A graph-theory approach for efficient non-anticipativity-constraint reduction in multistage stochastic programming problems involving endogenous and exogenous uncertainties
Robert M. Apap & Ignacio E. Grossmann
In multistage stochastic programming problems, the number of non-anticipativity constraints (NACs) grows rapidly as the number of time periods, uncertain parameters, or realizations increases (Apap and Grossmann, 2015). It is typically desirable to eliminate as many redundant NACs as possible. In the case that the uncertainty is purely exogenous, this process is fairly straightforward since the scenario tree is fixed. For the case of purely endogenous uncertainty, however, the scenario tree is decision dependent; hence, NAC elimination is considerably more involved. Previous works in the literature, namely Goel and Grossmann (2006) and Gupta and Grossmann (2011), have proposed effective theoretical reduction properties for this class of problems. One primary assumption in these existing properties, though, is that the set of scenarios corresponds to all possible combinations of realizations of the uncertain parameters (i.e., a Cartesian product over all sets of realizations). In large, real-world problems with many uncertain parameters, the Cartesian-product approach can easily lead to instances with several thousands of scenarios or more. These problems are generally intractable. Furthermore, if some of the uncertain parameters are correlated, many of the scenarios in these large problems may in fact refer to impossible outcomes.

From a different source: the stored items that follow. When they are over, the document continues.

//! This module contains the betting moves a player can make.
use std::fmt;

/// One discrete action taken during a betting round.
///
/// A policy produces exactly one of these per invocation. The betting-round
/// orchestrator is responsible for translating the move into pot and stack
/// updates; no chip amounts are attached here.
#[derive(Debug, Copy, Clone, PartialEq, Eq, Hash)]
pub enum BettingMove {
    /// Stay in the hand without adding chips. Only meaningful when the
    /// player's bet already matches the highest standing bet.
    Checked,
    /// Match the highest standing bet.
    Called,
    /// Open the betting in a round with no standing bet.
    Bet,
    /// Increase the standing bet.
    Raised,
    /// Commit the whole remaining stack.
    AllIn,
    /// Give up the hand.
    Folded,
}

impl BettingMove {
    /// Returns `true` for moves which put (or may put) chips into the pot
    /// beyond a call, i.e. `Bet`, `Raised` and `AllIn`.
    pub fn is_aggressive(self) -> bool {
        matches!(self, BettingMove::Bet | BettingMove::Raised | BettingMove::AllIn)
    }
}

impl fmt::Display for BettingMove {
    fn fmt(&self, f: &mut fmt::Formatter<'_>) -> fmt::Result {
        let s = match self {
            BettingMove::Checked => "checked",
            BettingMove::Called => "called",
            BettingMove::Bet => "bet",
            BettingMove::Raised => "raised",
            BettingMove::AllIn => "went all-in",
            BettingMove::Folded => "folded",
        };
        f.write_str(s)
    }
}

#[cfg(test)]
mod tests {
    use super::*;

    #[test]
    fn test_aggressive_moves() {
        assert!(BettingMove::Bet.is_aggressive());
        assert!(BettingMove::Raised.is_aggressive());
        assert!(BettingMove::AllIn.is_aggressive());
        assert!(!BettingMove::Checked.is_aggressive());
        assert!(!BettingMove::Called.is_aggressive());
        assert!(!BettingMove::Folded.is_aggressive());
    }

    #[test]
    fn test_display() {
        assert_eq!(BettingMove::AllIn.to_string(), "went all-in");
        assert_eq!(BettingMove::Checked.to_string(), "checked");
    }
}
use crate::ChipCount;

/// A snapshot of the table state relevant to a betting decision.
///
/// The orchestrator supplies a fresh view on every call; policies hold no
/// memory of prior views. All fields are plain chip amounts or counts and
/// are read-only as far as this crate is concerned.
#[derive(Debug, Copy, Clone, PartialEq, Eq)]
pub struct TableView {
    /// The number of chips required from a player to match the current raise.
    pub raise_amount: ChipCount,
    /// How many times the table has been raised in the current betting round.
    pub times_raised: u32,
    /// The highest single bet currently standing.
    pub last_bet: ChipCount,
}

impl TableView {
    /// Convenience constructor, mostly useful in tests and examples.
    pub fn new(raise_amount: ChipCount, times_raised: u32, last_bet: ChipCount) -> Self {
        Self {
            raise_amount,
            times_raised,
            last_bet,
        }
    }
}
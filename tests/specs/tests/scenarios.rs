//! End-to-end scenario tests that spawn the real `ids-server` binary and
//! drive it over HTTP ingest and WebSocket tail, matching the six
//! illustrative walkthroughs for the detection pipeline.

use std::time::Duration;

use futures_util::StreamExt;
use ids_specs::IdsServerProcess;
use tokio_tungstenite::tungstenite::Message;

const TIMEOUT: Duration = Duration::from_secs(10);

const SSH_BRUTEFORCE: &str = r#"
id: ssh-bruteforce
name: SSH brute force
title: Repeated SSH login attempts from a single source
desc: Five or more SSH attempts from the same source IP against the same host within one minute.
why: A burst of rapid SSH attempts from one source looks automated.
advice: Block the source IP.
enabled: true
log_source: ssh
require: [src_ip]
group_by: [src_ip, host]
window_sec: 60
threshold: 5
cooldown_sec: 300
dedup_key: "{rule_id}:{src_ip}"
severity: high
tags: [auth, bruteforce, ssh]
"#;

const SSH_USERNAME_SPRAY: &str = r#"
id: ssh-username-spray
name: SSH username spray
title: Many distinct usernames tried from one source
desc: Five or more distinct usernames attempted from the same source IP within two minutes.
why: Distinguishes password spray from classic brute force.
advice: Block the source IP.
enabled: true
log_source: ssh
require: [src_ip, username]
match:
  outcome: fail
group_by: [src_ip]
distinct_on: [username]
window_sec: 120
threshold: 5
cooldown_sec: 300
dedup_key: "{rule_id}:{src_ip}"
severity: high
tags: [auth, bruteforce, spray, ssh]
"#;

const HTTP_PATH_BRUTEFORCE: &str = r#"
id: http-path-bruteforce
name: HTTP path brute force
title: Repeated 404s against sensitive-looking paths from one source
desc: Five or more HTTP 404 responses to the same source IP within 30 seconds.
why: A burst of 404s in a short window looks like a content-discovery scanner.
advice: Block the source IP.
enabled: true
log_source: http
match:
  status_code: "404"
group_by: [src_ip]
window_sec: 30
threshold: 5
cooldown_sec: 300
dedup_key: "{rule_id}:{src_ip}"
severity: medium
tags: [recon, http, scanning]
"#;

const SSH_FAIL_THEN_SUCCESS: &str = r#"
id: ssh-fail-then-success
name: SSH failures followed by success
title: A burst of failed SSH logins immediately followed by a successful one
desc: Five or more failed SSH logins for a (source IP, username) pair within five minutes, followed by a success within sixty seconds.
why: A successful login right after a burst of failures looks like a guessed credential.
advice: Treat the account as compromised.
enabled: true
log_source: ssh
require: [src_ip, username]
group_by: [src_ip, username]
sequence:
  fail_count: 5
  fail_within_sec: 300
  success_within_sec: 60
cooldown_sec: 600
dedup_key: "{rule_id}:{src_ip}:{username}"
severity: critical
tags: [auth, bruteforce, sequence, ssh]
"#;

async fn next_alert(
    ws: &mut tokio_tungstenite::WebSocketStream<tokio_tungstenite::MaybeTlsStream<tokio::net::TcpStream>>,
) -> anyhow::Result<serde_json::Value> {
    loop {
        let msg = tokio::time::timeout(TIMEOUT, ws.next())
            .await?
            .ok_or_else(|| anyhow::anyhow!("ws stream ended"))??;
        let text = match msg {
            Message::Text(t) => t.to_string(),
            Message::Ping(_) | Message::Pong(_) => continue,
            other => anyhow::bail!("unexpected ws message: {other:?}"),
        };
        let parsed: serde_json::Value = serde_json::from_str(&text)?;
        match parsed["type"].as_str() {
            Some("alert") => return Ok(parsed),
            Some("ping") | Some("status") => continue,
            other => anyhow::bail!("unexpected message type: {other:?}"),
        }
    }
}

// S1: five SSH attempts from one source against one host inside the window
// trip exactly one alert for the fifth event.
#[tokio::test]
async fn s1_ssh_bruteforce_window_trips_on_threshold() -> anyhow::Result<()> {
    let server = IdsServerProcess::start_with_rules(&[("ssh-bruteforce", SSH_BRUTEFORCE)])?;
    server.wait_healthy(TIMEOUT).await?;

    for n in 1..=4 {
        let resp = server
            .ingest_debug("ssh", &format!("Failed password for root from 10.0.0.9 port 22 ssh2 attempt {n}"))
            .await?;
        assert!(resp["alert_ids"].as_array().map(|a| a.is_empty()).unwrap_or(true));
    }

    let resp = server
        .ingest_debug("ssh", "Failed password for root from 10.0.0.9 port 22 ssh2 attempt 5")
        .await?;
    let alert_ids = resp["alert_ids"].as_array().expect("alert_ids array");
    assert_eq!(alert_ids.len(), 1);

    Ok(())
}

// S2: five distinct usernames from one source within the window trip the
// spray rule even though no single username repeats.
#[tokio::test]
async fn s2_username_spray_counts_distinct_values() -> anyhow::Result<()> {
    let server = IdsServerProcess::start_with_rules(&[("ssh-username-spray", SSH_USERNAME_SPRAY)])?;
    server.wait_healthy(TIMEOUT).await?;

    for user in ["alice", "bob", "carol", "dave"] {
        let resp = server
            .ingest_debug("ssh", &format!("Failed password for {user} from 10.0.0.7 port 22 ssh2"))
            .await?;
        assert!(resp["alert_ids"].as_array().map(|a| a.is_empty()).unwrap_or(true));
    }

    let resp = server
        .ingest_debug("ssh", "Failed password for erin from 10.0.0.7 port 22 ssh2")
        .await?;
    let alert_ids = resp["alert_ids"].as_array().expect("alert_ids array");
    assert_eq!(alert_ids.len(), 1);

    Ok(())
}

// S3: five 404s from one source within the window trip the path-scanning rule.
#[tokio::test]
async fn s3_http_path_bruteforce_on_repeated_404s() -> anyhow::Result<()> {
    let server = IdsServerProcess::start_with_rules(&[("http-path-bruteforce", HTTP_PATH_BRUTEFORCE)])?;
    server.wait_healthy(TIMEOUT).await?;

    for path in ["/admin", "/backup.zip", "/.git/config", "/wp-login.php"] {
        let resp = server
            .ingest_debug("http", &format!("GET {path} HTTP/1.1 from 203.0.113.5 status=404"))
            .await?;
        assert!(resp["alert_ids"].as_array().map(|a| a.is_empty()).unwrap_or(true));
    }

    let resp = server
        .ingest_debug("http", "GET /phpmyadmin HTTP/1.1 from 203.0.113.5 status=404")
        .await?;
    let alert_ids = resp["alert_ids"].as_array().expect("alert_ids array");
    assert_eq!(alert_ids.len(), 1);

    Ok(())
}

// S4: a burst of five failures followed by a success for the same
// (src_ip, username) pair trips the sequence rule on the success event, not
// on any of the failures.
#[tokio::test]
async fn s4_fail_then_success_sequence_fires_on_success() -> anyhow::Result<()> {
    let server = IdsServerProcess::start_with_rules(&[("ssh-fail-then-success", SSH_FAIL_THEN_SUCCESS)])?;
    server.wait_healthy(TIMEOUT).await?;

    for _ in 0..5 {
        let resp = server
            .ingest_debug("ssh", "Failed password for root from 198.51.100.4 port 22 ssh2")
            .await?;
        assert!(resp["alert_ids"].as_array().map(|a| a.is_empty()).unwrap_or(true));
    }

    let resp = server
        .ingest_debug("ssh", "Accepted password for root from 198.51.100.4 port 22 ssh2")
        .await?;
    let alert_ids = resp["alert_ids"].as_array().expect("alert_ids array");
    assert_eq!(alert_ids.len(), 1);

    Ok(())
}

// S5: once a rule has fired, repeating the same trigger inside the cooldown
// window must not fire a second alert.
#[tokio::test]
async fn s5_cooldown_suppresses_repeat_alerts() -> anyhow::Result<()> {
    let server = IdsServerProcess::start_with_rules(&[("ssh-bruteforce", SSH_BRUTEFORCE)])?;
    server.wait_healthy(TIMEOUT).await?;

    for n in 1..=5 {
        server
            .ingest_debug("ssh", &format!("Failed password for root from 172.16.0.3 port 22 ssh2 attempt {n}"))
            .await?;
    }

    let resp = server
        .ingest_debug("ssh", "Failed password for root from 172.16.0.3 port 22 ssh2 attempt 6")
        .await?;
    assert!(resp["alert_ids"].as_array().map(|a| a.is_empty()).unwrap_or(true));

    Ok(())
}

// S6: a subscriber connecting to the live alert feed only observes alerts
// raised after it connects; the cursor starts at "now", not at the
// beginning of the stream.
#[tokio::test]
async fn s6_subscriber_cursor_starts_at_connect_time() -> anyhow::Result<()> {
    let server = IdsServerProcess::start_with_rules(&[("ssh-bruteforce", SSH_BRUTEFORCE)])?;
    server.wait_healthy(TIMEOUT).await?;

    for n in 1..=5 {
        server
            .ingest_debug("ssh", &format!("Failed password for root from 203.0.113.77 port 22 ssh2 attempt {n}"))
            .await?;
    }

    let (mut ws, _) = tokio_tungstenite::connect_async(server.ws_url("alerts")).await?;

    server
        .ingest_debug("ssh", "Failed password for root from 198.18.0.44 port 22 ssh2 attempt 1")
        .await?;
    for n in 2..=5 {
        server
            .ingest_debug("ssh", &format!("Failed password for root from 198.18.0.44 port 22 ssh2 attempt {n}"))
            .await?;
    }

    let alert = next_alert(&mut ws).await?;
    let src_ip = alert["data"]["src_ip"].as_str().unwrap_or_default();
    assert_eq!(src_ip, "198.18.0.44");

    Ok(())
}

In this paper, we solve mixed-integer linear multistage stochastic programming problems involving endogenous and exogenous uncertainties, where the scenario sets are pre-specified and do not correspond to Cartesian products. These arbitrary scenario sets can each be viewed as the result of sampling from a joint probability distribution. Since the previous reduction properties in the literature do not apply here, efficient generation of the non-anticipativity constraints becomes a challenge. Khaligh and MirHassani (2015) recently addressed this issue for multistage stochastic programming problems under endogenous uncertainty and proposed a novel graph-theory approach for generating the minimum number of NACs in polynomial time. In the current work, we extend their approach to problems with both endogenous and exogenous uncertainties. We present several illustrative examples related to process networks and oilfield development planning in order to demonstrate the implementation of the proposed reduction algorithm. These problems are then solved with a combination of a fast heuristic and Lagrangean decomposition, as described in Apap and Grossmann (2015).
Apap, R. M. & Grossmann, I. E. (2015). Models and computational strategies for multistage stochastic programming under endogenous and exogenous uncertainties. Manuscript in preparation.
Goel, V. & Grossmann, I. E. (2006). A class of stochastic programs with decision dependent uncertainty. Mathematical Programming, 108 (2-3, Ser. B), 355-394.
Gupta, V. & Grossmann, I. E. (2011). Solution strategies for multistage stochastic programming with endogenous uncertainties. Computers and Chemical Engineering, 35, 2235-2247.
Khaligh, F. H. & MirHassani, S. A. (2015). Efficient constraint reduction in multistage stochastic programming problems with endogenous uncertainty. To appear in Optimization Methods and Software.